PROMPT: Give back every line of the material below that has the string "their".
EXERCISE INPUTS section start
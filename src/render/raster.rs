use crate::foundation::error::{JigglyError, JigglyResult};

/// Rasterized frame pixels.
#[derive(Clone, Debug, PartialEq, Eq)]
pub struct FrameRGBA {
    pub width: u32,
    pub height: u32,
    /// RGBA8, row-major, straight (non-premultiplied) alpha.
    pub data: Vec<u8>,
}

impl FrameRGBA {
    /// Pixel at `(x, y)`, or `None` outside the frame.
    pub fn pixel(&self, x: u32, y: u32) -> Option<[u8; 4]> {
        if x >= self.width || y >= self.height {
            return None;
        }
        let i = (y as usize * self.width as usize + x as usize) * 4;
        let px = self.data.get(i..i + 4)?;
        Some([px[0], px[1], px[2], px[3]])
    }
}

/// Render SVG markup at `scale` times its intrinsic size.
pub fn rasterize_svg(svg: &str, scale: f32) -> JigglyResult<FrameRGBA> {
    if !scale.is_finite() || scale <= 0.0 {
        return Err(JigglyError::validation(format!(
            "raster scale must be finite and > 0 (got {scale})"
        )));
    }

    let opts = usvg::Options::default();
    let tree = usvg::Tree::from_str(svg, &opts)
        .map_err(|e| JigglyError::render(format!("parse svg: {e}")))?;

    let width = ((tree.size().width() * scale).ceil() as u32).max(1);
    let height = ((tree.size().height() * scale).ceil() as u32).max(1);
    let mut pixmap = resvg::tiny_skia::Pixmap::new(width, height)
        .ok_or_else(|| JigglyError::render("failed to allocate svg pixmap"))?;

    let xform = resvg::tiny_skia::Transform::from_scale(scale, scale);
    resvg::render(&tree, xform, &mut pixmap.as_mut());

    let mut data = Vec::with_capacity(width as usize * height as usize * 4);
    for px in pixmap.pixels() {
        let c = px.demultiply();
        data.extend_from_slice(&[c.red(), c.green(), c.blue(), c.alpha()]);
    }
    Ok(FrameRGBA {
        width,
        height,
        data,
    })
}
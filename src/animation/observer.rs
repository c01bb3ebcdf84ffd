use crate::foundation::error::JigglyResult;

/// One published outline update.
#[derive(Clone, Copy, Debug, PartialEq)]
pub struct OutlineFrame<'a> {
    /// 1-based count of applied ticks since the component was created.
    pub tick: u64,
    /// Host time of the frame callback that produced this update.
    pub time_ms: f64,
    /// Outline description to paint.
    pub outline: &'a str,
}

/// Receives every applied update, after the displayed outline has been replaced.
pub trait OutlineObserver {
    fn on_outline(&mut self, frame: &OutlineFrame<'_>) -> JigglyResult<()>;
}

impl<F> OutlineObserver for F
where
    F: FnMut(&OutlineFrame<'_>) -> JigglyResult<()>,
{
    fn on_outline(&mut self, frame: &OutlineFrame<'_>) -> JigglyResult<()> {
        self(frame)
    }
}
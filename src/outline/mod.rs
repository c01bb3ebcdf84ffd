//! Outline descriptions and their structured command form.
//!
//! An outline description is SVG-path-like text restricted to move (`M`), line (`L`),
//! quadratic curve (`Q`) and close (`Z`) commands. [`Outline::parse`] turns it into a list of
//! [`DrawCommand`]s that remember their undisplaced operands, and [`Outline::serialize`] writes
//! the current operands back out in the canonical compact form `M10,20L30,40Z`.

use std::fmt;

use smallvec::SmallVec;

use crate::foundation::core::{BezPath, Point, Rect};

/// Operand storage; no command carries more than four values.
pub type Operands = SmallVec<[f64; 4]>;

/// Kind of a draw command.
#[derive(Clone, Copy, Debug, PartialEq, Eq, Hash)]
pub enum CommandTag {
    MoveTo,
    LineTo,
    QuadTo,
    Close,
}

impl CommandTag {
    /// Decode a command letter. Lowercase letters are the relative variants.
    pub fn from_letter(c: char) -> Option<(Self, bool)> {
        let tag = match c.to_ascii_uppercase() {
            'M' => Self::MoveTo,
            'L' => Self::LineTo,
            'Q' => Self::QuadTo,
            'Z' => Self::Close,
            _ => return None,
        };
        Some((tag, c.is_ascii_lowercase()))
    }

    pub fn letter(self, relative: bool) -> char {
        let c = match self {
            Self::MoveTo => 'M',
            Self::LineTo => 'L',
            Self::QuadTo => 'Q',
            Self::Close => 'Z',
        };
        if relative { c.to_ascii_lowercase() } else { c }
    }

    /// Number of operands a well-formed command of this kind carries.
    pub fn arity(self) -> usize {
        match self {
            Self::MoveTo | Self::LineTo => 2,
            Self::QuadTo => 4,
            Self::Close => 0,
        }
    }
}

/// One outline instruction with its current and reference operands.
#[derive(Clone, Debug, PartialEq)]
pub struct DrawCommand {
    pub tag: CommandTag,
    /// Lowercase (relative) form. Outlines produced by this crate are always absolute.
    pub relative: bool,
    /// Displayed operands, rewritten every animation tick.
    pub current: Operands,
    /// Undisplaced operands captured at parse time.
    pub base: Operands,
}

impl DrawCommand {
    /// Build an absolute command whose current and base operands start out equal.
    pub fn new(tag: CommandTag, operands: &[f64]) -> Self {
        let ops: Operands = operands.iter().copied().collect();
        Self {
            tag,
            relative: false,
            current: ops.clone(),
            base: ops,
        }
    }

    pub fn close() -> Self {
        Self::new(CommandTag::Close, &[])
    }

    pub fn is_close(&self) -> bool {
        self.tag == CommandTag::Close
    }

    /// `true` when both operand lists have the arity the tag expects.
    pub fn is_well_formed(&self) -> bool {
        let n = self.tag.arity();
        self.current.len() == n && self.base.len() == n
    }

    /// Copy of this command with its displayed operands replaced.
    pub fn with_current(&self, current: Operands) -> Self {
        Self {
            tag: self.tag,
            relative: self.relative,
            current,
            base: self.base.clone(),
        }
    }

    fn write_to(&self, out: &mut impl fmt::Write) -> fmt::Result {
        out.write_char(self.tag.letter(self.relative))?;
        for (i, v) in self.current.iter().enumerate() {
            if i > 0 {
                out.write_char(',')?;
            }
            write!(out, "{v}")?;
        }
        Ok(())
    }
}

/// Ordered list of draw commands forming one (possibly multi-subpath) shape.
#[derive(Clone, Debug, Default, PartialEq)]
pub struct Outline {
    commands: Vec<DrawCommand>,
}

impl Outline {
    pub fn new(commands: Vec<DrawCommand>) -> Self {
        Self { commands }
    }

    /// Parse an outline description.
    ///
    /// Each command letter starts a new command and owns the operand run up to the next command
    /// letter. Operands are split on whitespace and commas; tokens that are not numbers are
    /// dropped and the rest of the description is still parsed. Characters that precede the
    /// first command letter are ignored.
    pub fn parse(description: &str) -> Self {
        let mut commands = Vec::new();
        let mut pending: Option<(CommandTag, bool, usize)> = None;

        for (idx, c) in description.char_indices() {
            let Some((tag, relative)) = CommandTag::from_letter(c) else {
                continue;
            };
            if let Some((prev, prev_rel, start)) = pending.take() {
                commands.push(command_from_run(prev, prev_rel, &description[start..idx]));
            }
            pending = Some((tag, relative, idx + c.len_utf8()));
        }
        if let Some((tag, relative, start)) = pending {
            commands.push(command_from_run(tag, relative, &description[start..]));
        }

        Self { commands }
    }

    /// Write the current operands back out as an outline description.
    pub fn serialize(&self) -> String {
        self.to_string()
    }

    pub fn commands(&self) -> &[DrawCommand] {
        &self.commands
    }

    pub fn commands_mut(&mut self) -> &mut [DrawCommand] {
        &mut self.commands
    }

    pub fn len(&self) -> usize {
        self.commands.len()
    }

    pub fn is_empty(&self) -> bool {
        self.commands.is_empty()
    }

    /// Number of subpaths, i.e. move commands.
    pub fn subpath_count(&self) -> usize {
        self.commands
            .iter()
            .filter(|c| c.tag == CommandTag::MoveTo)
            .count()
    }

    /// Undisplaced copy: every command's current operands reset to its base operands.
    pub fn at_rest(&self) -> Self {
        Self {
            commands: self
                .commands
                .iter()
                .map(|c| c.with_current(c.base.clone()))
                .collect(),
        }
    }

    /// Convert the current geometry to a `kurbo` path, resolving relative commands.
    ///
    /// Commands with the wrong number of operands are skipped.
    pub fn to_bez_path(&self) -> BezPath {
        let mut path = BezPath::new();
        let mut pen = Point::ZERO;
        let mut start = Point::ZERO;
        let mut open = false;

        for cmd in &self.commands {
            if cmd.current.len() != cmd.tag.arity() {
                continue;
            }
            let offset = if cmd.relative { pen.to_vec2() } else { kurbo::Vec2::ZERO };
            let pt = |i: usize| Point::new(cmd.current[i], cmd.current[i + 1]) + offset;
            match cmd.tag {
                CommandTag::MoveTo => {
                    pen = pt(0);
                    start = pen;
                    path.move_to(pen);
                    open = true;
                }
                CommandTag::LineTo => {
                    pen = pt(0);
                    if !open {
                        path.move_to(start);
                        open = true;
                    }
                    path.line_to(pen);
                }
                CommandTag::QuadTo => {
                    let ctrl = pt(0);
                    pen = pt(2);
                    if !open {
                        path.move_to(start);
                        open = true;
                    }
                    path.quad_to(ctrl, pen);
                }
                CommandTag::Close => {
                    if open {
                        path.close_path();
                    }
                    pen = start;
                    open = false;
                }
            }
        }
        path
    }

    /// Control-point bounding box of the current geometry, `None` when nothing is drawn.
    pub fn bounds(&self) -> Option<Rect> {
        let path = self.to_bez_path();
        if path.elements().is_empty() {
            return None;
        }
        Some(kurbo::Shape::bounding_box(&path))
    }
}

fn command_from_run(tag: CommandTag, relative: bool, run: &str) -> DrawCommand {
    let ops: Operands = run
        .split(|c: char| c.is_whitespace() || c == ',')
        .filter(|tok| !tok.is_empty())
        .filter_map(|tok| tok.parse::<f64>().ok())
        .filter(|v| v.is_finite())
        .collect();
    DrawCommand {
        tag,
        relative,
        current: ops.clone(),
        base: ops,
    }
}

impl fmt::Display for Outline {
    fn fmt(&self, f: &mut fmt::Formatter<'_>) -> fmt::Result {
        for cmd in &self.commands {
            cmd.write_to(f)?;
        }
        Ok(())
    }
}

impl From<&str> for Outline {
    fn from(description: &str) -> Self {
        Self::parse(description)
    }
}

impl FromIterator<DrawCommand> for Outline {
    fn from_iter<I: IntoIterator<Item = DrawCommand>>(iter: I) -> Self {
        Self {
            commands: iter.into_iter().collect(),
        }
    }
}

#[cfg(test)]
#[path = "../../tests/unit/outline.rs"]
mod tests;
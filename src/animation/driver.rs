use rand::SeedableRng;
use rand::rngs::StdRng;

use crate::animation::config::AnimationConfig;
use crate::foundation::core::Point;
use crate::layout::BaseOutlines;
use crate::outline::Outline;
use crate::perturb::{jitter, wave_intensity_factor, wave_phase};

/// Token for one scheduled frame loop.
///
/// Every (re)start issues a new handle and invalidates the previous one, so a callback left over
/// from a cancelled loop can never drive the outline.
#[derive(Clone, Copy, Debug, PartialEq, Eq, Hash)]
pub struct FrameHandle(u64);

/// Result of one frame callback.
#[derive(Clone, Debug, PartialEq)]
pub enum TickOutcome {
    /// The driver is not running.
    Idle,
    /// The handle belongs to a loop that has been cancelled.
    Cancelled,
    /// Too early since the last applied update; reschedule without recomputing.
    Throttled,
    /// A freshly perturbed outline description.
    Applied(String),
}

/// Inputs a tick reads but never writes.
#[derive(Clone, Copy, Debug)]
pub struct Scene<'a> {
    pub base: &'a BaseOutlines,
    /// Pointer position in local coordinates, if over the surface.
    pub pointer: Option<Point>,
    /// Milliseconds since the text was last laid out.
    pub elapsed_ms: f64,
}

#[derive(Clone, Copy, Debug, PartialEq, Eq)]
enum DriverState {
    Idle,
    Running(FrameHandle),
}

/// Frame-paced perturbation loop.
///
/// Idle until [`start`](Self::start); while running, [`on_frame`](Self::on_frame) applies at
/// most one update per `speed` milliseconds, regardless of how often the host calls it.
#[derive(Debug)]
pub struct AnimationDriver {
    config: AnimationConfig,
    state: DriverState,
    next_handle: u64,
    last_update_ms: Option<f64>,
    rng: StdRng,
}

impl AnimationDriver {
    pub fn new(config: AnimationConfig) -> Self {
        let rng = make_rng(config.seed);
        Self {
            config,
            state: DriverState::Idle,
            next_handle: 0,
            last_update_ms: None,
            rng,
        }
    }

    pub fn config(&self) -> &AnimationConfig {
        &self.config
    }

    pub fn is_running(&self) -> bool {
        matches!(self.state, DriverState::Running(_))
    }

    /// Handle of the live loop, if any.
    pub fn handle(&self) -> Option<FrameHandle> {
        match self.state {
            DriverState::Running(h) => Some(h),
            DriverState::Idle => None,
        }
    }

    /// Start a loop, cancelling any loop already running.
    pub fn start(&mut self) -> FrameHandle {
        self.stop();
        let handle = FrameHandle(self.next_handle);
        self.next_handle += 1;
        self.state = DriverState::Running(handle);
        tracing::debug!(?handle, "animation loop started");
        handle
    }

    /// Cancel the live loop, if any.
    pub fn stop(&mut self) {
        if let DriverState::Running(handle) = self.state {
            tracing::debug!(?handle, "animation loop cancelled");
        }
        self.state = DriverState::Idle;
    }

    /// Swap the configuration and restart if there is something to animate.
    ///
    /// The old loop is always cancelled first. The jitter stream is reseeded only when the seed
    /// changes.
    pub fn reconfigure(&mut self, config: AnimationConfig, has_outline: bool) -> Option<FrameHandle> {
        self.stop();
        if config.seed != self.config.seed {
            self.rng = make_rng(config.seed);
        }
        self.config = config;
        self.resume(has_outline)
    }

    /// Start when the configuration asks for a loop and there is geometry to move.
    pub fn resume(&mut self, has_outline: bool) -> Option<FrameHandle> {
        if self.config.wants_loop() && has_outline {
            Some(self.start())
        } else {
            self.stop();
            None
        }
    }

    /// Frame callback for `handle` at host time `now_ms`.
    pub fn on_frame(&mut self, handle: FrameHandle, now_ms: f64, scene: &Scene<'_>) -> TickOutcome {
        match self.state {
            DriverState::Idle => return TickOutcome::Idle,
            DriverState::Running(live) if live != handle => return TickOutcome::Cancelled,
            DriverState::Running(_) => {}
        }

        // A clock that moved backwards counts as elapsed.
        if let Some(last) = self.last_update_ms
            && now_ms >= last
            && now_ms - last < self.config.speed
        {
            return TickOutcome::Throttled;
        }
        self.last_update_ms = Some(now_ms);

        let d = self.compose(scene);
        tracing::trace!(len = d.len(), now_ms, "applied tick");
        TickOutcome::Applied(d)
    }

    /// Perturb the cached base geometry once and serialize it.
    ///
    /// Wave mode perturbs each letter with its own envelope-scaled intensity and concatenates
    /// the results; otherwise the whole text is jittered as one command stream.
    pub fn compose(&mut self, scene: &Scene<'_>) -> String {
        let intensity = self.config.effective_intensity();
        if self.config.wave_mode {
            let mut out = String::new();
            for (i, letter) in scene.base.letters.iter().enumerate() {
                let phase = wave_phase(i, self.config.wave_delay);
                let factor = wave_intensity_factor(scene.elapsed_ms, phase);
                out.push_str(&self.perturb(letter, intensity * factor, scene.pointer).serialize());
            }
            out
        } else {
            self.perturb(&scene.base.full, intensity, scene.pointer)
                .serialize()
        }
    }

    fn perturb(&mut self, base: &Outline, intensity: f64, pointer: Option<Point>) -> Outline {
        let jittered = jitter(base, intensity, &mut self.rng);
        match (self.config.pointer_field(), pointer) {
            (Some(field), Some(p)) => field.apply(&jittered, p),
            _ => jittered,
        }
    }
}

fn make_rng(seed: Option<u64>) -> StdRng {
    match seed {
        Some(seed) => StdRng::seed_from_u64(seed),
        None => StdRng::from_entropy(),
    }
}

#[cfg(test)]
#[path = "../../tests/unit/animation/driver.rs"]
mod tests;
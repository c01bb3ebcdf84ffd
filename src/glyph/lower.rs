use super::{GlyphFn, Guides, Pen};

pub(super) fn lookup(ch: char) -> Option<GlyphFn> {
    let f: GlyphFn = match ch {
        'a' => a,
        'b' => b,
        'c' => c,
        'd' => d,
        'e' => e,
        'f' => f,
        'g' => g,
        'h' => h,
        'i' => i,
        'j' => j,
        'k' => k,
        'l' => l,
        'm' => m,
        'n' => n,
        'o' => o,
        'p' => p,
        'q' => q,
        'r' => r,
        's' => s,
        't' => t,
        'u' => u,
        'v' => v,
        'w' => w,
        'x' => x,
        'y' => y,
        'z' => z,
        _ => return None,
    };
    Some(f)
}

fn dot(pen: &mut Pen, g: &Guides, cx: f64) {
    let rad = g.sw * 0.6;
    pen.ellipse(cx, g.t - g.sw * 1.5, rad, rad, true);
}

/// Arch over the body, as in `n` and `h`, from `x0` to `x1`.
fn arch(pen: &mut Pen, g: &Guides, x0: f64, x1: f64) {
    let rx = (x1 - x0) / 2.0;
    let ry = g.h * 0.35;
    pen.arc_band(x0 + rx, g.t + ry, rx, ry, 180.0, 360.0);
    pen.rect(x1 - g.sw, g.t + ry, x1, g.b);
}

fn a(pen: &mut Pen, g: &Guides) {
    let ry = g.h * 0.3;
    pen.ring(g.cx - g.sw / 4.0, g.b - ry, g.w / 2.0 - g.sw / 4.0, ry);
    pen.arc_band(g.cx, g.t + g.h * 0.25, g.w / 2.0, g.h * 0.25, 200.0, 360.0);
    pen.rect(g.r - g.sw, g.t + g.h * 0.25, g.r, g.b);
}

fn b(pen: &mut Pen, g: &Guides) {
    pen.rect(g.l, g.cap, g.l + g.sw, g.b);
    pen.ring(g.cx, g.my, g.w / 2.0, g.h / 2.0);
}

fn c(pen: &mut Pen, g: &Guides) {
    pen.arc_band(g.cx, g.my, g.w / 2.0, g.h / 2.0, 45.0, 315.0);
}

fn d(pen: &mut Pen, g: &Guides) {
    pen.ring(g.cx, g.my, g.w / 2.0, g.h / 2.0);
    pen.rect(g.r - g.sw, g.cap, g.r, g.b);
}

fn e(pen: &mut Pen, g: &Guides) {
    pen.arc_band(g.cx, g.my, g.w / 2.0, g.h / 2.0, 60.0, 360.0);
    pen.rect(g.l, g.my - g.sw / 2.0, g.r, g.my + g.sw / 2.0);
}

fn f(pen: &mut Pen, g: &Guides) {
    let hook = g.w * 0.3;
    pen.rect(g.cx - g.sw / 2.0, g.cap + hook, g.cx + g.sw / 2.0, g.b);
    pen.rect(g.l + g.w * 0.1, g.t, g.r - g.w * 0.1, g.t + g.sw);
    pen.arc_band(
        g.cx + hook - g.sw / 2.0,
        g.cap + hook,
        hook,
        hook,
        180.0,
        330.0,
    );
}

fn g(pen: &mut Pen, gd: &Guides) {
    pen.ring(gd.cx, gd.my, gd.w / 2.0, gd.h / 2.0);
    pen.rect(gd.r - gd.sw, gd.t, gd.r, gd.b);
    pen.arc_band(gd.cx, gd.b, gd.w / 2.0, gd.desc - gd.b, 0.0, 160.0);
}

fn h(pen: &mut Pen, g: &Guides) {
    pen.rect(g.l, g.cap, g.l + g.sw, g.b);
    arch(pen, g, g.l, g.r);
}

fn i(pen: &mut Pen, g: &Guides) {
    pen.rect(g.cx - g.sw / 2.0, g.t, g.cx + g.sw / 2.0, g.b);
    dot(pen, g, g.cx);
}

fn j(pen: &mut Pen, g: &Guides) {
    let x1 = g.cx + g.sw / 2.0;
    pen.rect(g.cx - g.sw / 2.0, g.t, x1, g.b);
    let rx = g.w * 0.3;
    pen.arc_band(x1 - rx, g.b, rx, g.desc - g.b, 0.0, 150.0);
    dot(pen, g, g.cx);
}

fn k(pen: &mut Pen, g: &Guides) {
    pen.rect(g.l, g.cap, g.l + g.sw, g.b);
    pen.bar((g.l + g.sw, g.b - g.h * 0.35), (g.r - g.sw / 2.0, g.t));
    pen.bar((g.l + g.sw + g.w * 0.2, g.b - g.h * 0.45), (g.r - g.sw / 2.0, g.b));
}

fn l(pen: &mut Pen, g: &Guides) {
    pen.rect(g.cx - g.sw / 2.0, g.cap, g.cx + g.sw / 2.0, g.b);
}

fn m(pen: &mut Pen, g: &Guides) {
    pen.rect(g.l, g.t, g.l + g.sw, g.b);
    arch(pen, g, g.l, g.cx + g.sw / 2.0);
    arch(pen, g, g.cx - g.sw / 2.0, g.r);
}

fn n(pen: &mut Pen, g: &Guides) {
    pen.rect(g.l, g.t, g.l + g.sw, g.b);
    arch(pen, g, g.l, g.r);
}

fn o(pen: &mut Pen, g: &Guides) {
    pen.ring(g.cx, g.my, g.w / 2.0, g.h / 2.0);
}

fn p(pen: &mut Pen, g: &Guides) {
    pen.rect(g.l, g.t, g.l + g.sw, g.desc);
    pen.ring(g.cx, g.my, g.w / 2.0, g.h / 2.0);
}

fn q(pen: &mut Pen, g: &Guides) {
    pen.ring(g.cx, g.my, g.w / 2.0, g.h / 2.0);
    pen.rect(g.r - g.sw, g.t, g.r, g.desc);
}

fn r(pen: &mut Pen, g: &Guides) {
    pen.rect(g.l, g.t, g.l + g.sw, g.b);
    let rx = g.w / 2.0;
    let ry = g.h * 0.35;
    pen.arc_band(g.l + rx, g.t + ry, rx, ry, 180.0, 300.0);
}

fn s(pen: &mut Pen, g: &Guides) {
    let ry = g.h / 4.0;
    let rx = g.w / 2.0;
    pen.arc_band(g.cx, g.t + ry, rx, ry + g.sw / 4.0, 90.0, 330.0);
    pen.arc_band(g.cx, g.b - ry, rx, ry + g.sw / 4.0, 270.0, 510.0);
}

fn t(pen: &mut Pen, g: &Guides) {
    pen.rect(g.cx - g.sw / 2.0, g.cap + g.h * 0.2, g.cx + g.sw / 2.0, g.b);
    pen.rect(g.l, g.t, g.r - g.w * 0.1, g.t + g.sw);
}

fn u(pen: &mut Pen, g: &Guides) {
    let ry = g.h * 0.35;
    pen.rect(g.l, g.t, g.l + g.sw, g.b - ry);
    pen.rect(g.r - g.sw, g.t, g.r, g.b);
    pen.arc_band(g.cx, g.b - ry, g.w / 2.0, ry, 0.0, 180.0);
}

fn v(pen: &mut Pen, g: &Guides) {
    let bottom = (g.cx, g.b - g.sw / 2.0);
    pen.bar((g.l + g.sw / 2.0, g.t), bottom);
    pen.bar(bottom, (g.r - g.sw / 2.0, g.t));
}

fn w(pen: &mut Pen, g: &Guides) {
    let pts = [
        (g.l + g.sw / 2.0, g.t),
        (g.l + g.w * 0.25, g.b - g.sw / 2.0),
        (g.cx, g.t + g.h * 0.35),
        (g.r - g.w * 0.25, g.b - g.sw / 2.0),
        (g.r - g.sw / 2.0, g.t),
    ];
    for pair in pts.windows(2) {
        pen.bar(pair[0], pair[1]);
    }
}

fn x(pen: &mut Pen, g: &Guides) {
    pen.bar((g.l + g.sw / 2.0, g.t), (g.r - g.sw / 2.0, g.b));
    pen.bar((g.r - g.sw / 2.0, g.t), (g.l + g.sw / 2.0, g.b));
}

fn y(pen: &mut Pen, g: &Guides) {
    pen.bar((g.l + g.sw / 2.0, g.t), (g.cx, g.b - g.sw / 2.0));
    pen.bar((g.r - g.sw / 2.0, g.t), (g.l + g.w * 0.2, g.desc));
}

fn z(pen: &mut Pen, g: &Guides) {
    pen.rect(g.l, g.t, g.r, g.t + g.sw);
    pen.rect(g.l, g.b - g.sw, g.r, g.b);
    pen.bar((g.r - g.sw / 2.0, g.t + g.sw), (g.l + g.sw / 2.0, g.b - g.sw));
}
EXERCISE INPUTS section end
WRITTEN REPLY:
//! Outline descriptions and their structured command form.
//! [`DrawCommand`]s that remember their undisplaced operands, and [`Outline::serialize`] writes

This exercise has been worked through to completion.